Detailed information on the preparation of the binary oxides of the actinide elements can be found in the review by Haire and Eyring.

The absence of features at the Fermi level in the observed XPS spectra indicates that all the dioxides are semiconductors or insulators.2

Systematic investigations of the actinide oxides using first-principles calculations were very useful to explain the existing oxidation states ofthe different oxides in relation with their electronic structure. For example, Petit and coworkers3,4 clearly showed that the degree of oxidation of the actinide oxides is linked to the degree of f-electron localization. In the series from U to Cf, the nature of the f-electrons changes from delocalized in the early actinides to localized in the later actinides. Therefore, in the early actinides, the f-electrons are less bound to the actinide ions which can exist with valencies as high as +5 and +6 for uranium oxides, for example. In the series, the f-electrons become increasingly bound to the actinide ion, and for Cf only the +3 valency occurs. With the same method, Andersson et al.5 studied the oxidation thermodynamics of UO2, NpO2, and PuO2 within fluorite structures. The results show that UO2 exhibits strong negative energy of oxidation, while NpO2 is harder to oxidize and

PuO2 has a positive or slightly negative oxidation energy. As in Petit and coworkers,3’4 the authors showed that the degree of oxidation is related to the position of the 5f electrons relative to the 2p band. For PuO2, the overlap of 5f and 2p states suppresses oxidation. The presence of H2O can turn oxidation of PuO2 into an exothermic process. This explains clearly why hyperstoichiometric PuO2 + x phase is observed only in the presence of H2O or hydrolysis products.6

Solid actinide monoxides ‘MO’ were reported to exist for Th, Pu, and U. According to the experimen­tal characterization of plutonium oxide phases by Larson and Haschke,7 these phases are generally considered as metastable phases or as ternary phases easily stabilized by carbon or/and nitrogen. From first-principles calculations, Petit et a/.3 confirmed that the divalent configuration M2+ is never favored for the actinides except maybe for EsO. On the contrary, the monoxides of actinide MO(g) are stable as vapor species that are found together with other gas species M(g), MO2(g), MO3(g) which fraction depends on oxygen composition and temperature when heating actinide oxides.

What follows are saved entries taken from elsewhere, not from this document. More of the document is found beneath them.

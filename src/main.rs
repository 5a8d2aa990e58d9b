use std::path::{Path, PathBuf};
use std::time::Duration;
use anyhow::{Context, Result};
use clap::{Parser, Subcommand};
use indicatif::{ProgressBar, ProgressStyle};
use log::info;
use tokio_util::sync::CancellationToken;
use tunefetch::{AppConfig, DownloadOutcome, OutcomeStatus, Session};

#[derive(Parser, Debug)]
#[command(name = "tunefetch", version, about = "Fetch music from links or free-text searches")]
struct Cli {
    /// Log at debug level
    #[arg(short, long, global = true)]
    verbose: bool,

    /// Use this config file instead of the default location
    #[arg(long, global = true)]
    config: Option<PathBuf>,

    #[command(subcommand)]
    command: Command,
}

#[derive(Subcommand, Debug)]
enum Command {
    /// Resolve and download a link or a search
    Get {
        query: String,
        /// flac, mp3, m4a, wav or image-gag
        #[arg(short, long)]
        format: Option<String>,
        #[arg(long)]
        no_cover: bool,
        /// Output directory (defaults to the configured download path)
        #[arg(short, long)]
        output: Option<PathBuf>,
        /// Print the outcome as JSON
        #[arg(long)]
        json: bool,
    },
    /// Store the Deezer ARL token
    SetArl,
    /// Show the config file location and effective settings
    Config,
}

fn load_config(path: Option<&PathBuf>) -> Result<(AppConfig, PathBuf)> {
    match path {
        Some(path) => Ok((AppConfig::load_from(path)?, path.clone())),
        None => Ok((AppConfig::load()?, AppConfig::get_config_path()?)),
    }
}

fn spinner(query: &str) -> ProgressBar {
    let bar = ProgressBar::new_spinner();
    bar.set_style(
        ProgressStyle::with_template("{spinner:.green} [{elapsed_precise}] {msg}")
            .unwrap_or_else(|_| ProgressStyle::default_spinner()),
    );
    bar.enable_steady_tick(Duration::from_millis(120));
    bar.set_message(format!("Fetching {}", query));
    bar
}

fn print_outcome(outcome: &DownloadOutcome, depth: usize) {
    let indent = "  ".repeat(depth);
    let title = outcome.title.as_deref().unwrap_or("(untitled)");
    match outcome.status {
        OutcomeStatus::Success => println!("{}✅ {}", indent, title),
        OutcomeStatus::Error => println!(
            "{}❌ {:?}: {}",
            indent,
            outcome.kind,
            outcome.message.as_deref().unwrap_or("unknown error")
        ),
        OutcomeStatus::Cancelled => println!("{}🛑 cancelled", indent),
    }
    if outcome.is_playlist {
        for child in &outcome.children {
            print_outcome(child, depth + 1);
        }
    } else {
        for path in &outcome.produced_file_paths {
            println!("{}   {}", indent, path.display());
        }
    }
}

async fn run_get(
    config: &AppConfig,
    query: String,
    format: Option<String>,
    no_cover: bool,
    output: Option<PathBuf>,
    json: bool,
) -> Result<bool> {
    let session = Session::from_config(config).context("Failed to set up the dispatcher")?;
    if let Some(dir) = output {
        session.select_output_dir(dir).await?;
    }
    let format = format.unwrap_or_else(|| config.preferred_format.to_string());
    let no_cover = no_cover || !config.embed_cover;

    let cancel = CancellationToken::new();
    let ctrl_c_token = cancel.clone();
    tokio::spawn(async move {
        if tokio::signal::ctrl_c().await.is_ok() {
            log::warn!("🛑 Ctrl-C received, cancelling");
            ctrl_c_token.cancel();
        }
    });

    let bar = (!json).then(|| spinner(&query));
    let outcome = session.submit(&query, no_cover, &format, &cancel).await;
    if let Some(bar) = bar {
        bar.finish_and_clear();
    }

    if json {
        println!("{}", serde_json::to_string_pretty(&outcome)?);
    } else {
        print_outcome(&outcome, 0);
    }
    Ok(outcome.is_success())
}

fn run_set_arl(mut config: AppConfig, path: &Path) -> Result<()> {
    let arl = rpassword::prompt_password("Deezer ARL: ").context("Failed to read the token")?;
    let arl = arl.trim();
    config.deezer_arl = if arl.is_empty() { None } else { Some(arl.to_string()) };
    config.save_to(path)?;
    println!("Saved to {}", path.display());
    Ok(())
}

fn run_config(config: &AppConfig, path: &Path) -> Result<()> {
    let mut shown = config.clone();
    if shown.deezer_arl.is_some() {
        shown.deezer_arl = Some("********".to_string());
    }
    println!("# {}", path.display());
    println!("{}", serde_json::to_string_pretty(&shown)?);

    let session = Session::from_config(config)?;
    println!("# backend order");
    for (id, available) in session.dispatcher().backend_order() {
        println!("{} {}", if available { "✅" } else { "⚠️ " }, id);
    }
    Ok(())
}

#[tokio::main]
async fn main() -> Result<()> {
    let cli = Cli::parse();

    // RUST_LOG overrides the info default; --verbose overrides both
    let mut logger = env_logger::Builder::new();
    logger.filter_level(log::LevelFilter::Info).parse_default_env();
    if cli.verbose {
        logger.filter_level(log::LevelFilter::Debug);
    }
    logger.init();

    let (config, config_path) = load_config(cli.config.as_ref())?;
    info!("Configuration loaded from {}", config_path.display());

    match cli.command {
        Command::Get {
            query,
            format,
            no_cover,
            output,
            json,
        } => {
            let succeeded = run_get(&config, query, format, no_cover, output, json).await?;
            if !succeeded {
                std::process::exit(1);
            }
        }
        Command::SetArl => run_set_arl(config, &config_path)?,
        Command::Config => run_config(&config, &config_path)?,
    }

    Ok(())
}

In Sections 2.02.2 and 2.02.3, the phase diagrams of the actinide-oxygen systems, the crystal structure data, and the thermal expansion of the different oxide phases will be described. The related thermodynamic data on the compounds and the vaporization behavior of the actinide oxides will be presented in Sections 2.02.4 and 2.02.5. Finally, the transport properties (diffusion and thermal conductivity) and the thermal creep of the actinide oxides will be reviewed in Sections 2.02.6 and 2.02.7.